Sen. George Barker, D-Fairfax, a senior member of the Senate Health and Education Committee, said the interpretation was also inconsistent with other data made publicly available by the state. Since the early 1990s, facility-specific data has been available through the Virginia Health Information system, an independent agency whose reports on individual nursing homes include the percentage of residents who have gone to the emergency room, received antipsychotic medication, and other metrics.
VDH also keeps a directory of long-term care facilities with reports from past inspections, which redact the names of residents but frequently include specific medical information.

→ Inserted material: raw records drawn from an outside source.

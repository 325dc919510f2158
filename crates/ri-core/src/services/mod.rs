//! # Services
//!
//! The interaction engines, each holding only the ports it needs.
//! [`Services::new`] wires them all from one storage plugin.

pub mod actors;
pub mod favorites;
pub mod leaderboard;
pub mod likes;
pub mod merge;
pub mod notify;
pub mod sharing;

use std::sync::Arc;
use std::time::Duration;

pub use actors::ActorRegistry;
pub use favorites::FavoriteEngine;
pub use leaderboard::LeaderboardService;
pub use likes::LikeEngine;
pub use merge::IdentityMerge;
pub use notify::NotificationService;
pub use sharing::{SharedFolder, SharingService};

use crate::traits::{ArticleDirectory, IdentityProvider, InteractionStore};

/// Runtime knobs for the services.
#[derive(Debug, Clone)]
pub struct ServiceSettings {
    pub public_base_url: String,
    pub leaderboard_ttl: Duration,
}

impl Default for ServiceSettings {
    fn default() -> Self {
        Self {
            public_base_url: "http://127.0.0.1:8080".to_string(),
            leaderboard_ttl: Duration::from_secs(300),
        }
    }
}

pub struct Services {
    pub actors: ActorRegistry,
    pub likes: LikeEngine,
    pub favorites: FavoriteEngine,
    pub sharing: SharingService,
    pub notifications: NotificationService,
    pub leaderboard: LeaderboardService,
    pub merge: IdentityMerge,
}

impl Services {
    pub fn new<S>(
        store: Arc<S>,
        articles: Arc<dyn ArticleDirectory>,
        identity: Arc<dyn IdentityProvider>,
        settings: &ServiceSettings,
    ) -> Self
    where
        S: InteractionStore + 'static,
    {
        Self {
            actors: ActorRegistry::new(store.clone()),
            likes: LikeEngine::new(store.clone(), articles.clone()),
            favorites: FavoriteEngine::new(store.clone(), articles.clone(), identity),
            sharing: SharingService::new(store.clone(), store.clone(), articles.clone(), &settings.public_base_url),
            notifications: NotificationService::new(store.clone()),
            leaderboard: LeaderboardService::new(store.clone(), articles, settings.leaderboard_ttl),
            merge: IdentityMerge::new(store.clone(), store),
        }
    }
}
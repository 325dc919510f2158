//! # Like Engine
//!
//! Toggle semantics over the unique `(article, actor)` pair. The count handed
//! back to callers is always recounted by the store after the mutation, never
//! a cached counter.

use std::sync::Arc;

use log::{debug, warn};

use crate::error::{AppError, Result};
use crate::models::{Actor, ArticleId, Like, LikeContext, LikeToggle};
use crate::services::notify;
use crate::traits::{ArticleDirectory, LikeRepo};

const TOGGLE_ATTEMPTS: usize = 3;
/// Upper bound for a like-history page.
pub const HISTORY_LIMIT_MAX: i64 = 100;

pub struct LikeEngine {
    likes: Arc<dyn LikeRepo>,
    articles: Arc<dyn ArticleDirectory>,
}

impl LikeEngine {
    pub fn new(likes: Arc<dyn LikeRepo>, articles: Arc<dyn ArticleDirectory>) -> Self {
        Self { likes, articles }
    }

    /// Likes the article if `actor` has not yet, unlikes it otherwise.
    pub async fn toggle(&self, actor: &Actor, article_id: ArticleId, ctx: &LikeContext) -> Result<LikeToggle> {
        let article = self
            .articles
            .get_article(article_id)
            .await?
            .ok_or_else(|| AppError::not_found("Article", article_id))?;

        let mut attempt = 0;
        loop {
            attempt += 1;
            let like = Like::new(actor, article.id, ctx);
            let notification = notify::like_notification(&article, actor);
            match self.likes.toggle_like(like, notification).await {
                Ok(outcome) => {
                    debug!(
                        "actor {} {} article {} ({} likes)",
                        actor.id,
                        if outcome.liked { "liked" } else { "unliked" },
                        article.id,
                        outcome.like_count
                    );
                    return Ok(outcome);
                }
                Err(err) if err.is_conflict() && attempt < TOGGLE_ATTEMPTS => {
                    warn!("like toggle on article {} raced (attempt {}), retrying", article.id, attempt);
                }
                Err(err) => return Err(err),
            }
        }
    }

    pub async fn count(&self, article_id: ArticleId) -> Result<i64> {
        self.likes.count_likes(article_id).await
    }

    pub async fn has_liked(&self, actor: &Actor, article_id: ArticleId) -> Result<bool> {
        self.likes.has_liked(actor.id, article_id).await
    }

    /// The actor's likes, newest first.
    pub async fn history(&self, actor: &Actor, limit: i64) -> Result<Vec<Like>> {
        self.likes
            .list_likes_by_actor(actor.id, limit.clamp(1, HISTORY_LIMIT_MAX))
            .await
    }
}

“We need to reexamine how [the administration] is interpreting this,” added Del. Mark Sickles, D-Fairfax, chair of the House Health, Welfare and Institutions committee. He suggested that health officials could find a compromise approach, such as reporting the names of facilities once the number of infected residents rises above a certain threshold.
Yarmosky wrote that the administration is “working to provide as much information to Virginians as possible, given the constraints of state law.”
Suetterlein, though, argued that Northam could have called a special session earlier into the pandemic, allowing legislators to vote on language that would have clarified the statutes.
“And originally, when we were asking for jurisdictional information on outbreaks, VDH said that would violate privacy laws,” he added. Oliver has since announced that the officials will begin to release COVID-19 cases by zip code. Individual nursing homes have also been permitted to release information about infections to other long-term care facilities — overturning the department’s previous policy, which suggested that the exchange of information would violate patient privacy.

Joani Latimer, Virginia’s long-term care ombudsman, which advocates for older Virginians, said the Trump administration could be responsible for ending the state’s privacy policy. On April 19, the U.S. Centers for Medicare & Medicaid Services announced that long-term care facilities would be required to report COVID-19 cases directly to the Centers for Disease Control and Prevention. The policy was codified on April 20, according to CMS.
The CDC launched a reporting tool last week, and the information is scheduled to become public in the next few weeks. “CMS plans to release the data weekly and will include the nursing home names that report,” the agency wrote in a statement to the Mercury.
“At this point, federal agencies are requiring the facilities to report,” Latimer said. “So, we hopefully will have some kind of resolution through that.”
Latimer said her office has received “a volume of calls from residents and the family members” of long term care facilities since the pandemic began.
“We don’t see that specifically as being a privacy violation,” Latimer said, referring to naming facilities with COVID-19 outbreaks. “This whole notion, I think, of a company or a corporation as a person with privacy rights is a bit baffling to families. Particularly if they feel like those privacy rights for that ‘individual’ are at odds with the privacy rights for the resident themselves — a person who is, by definition, at risk in that situation.”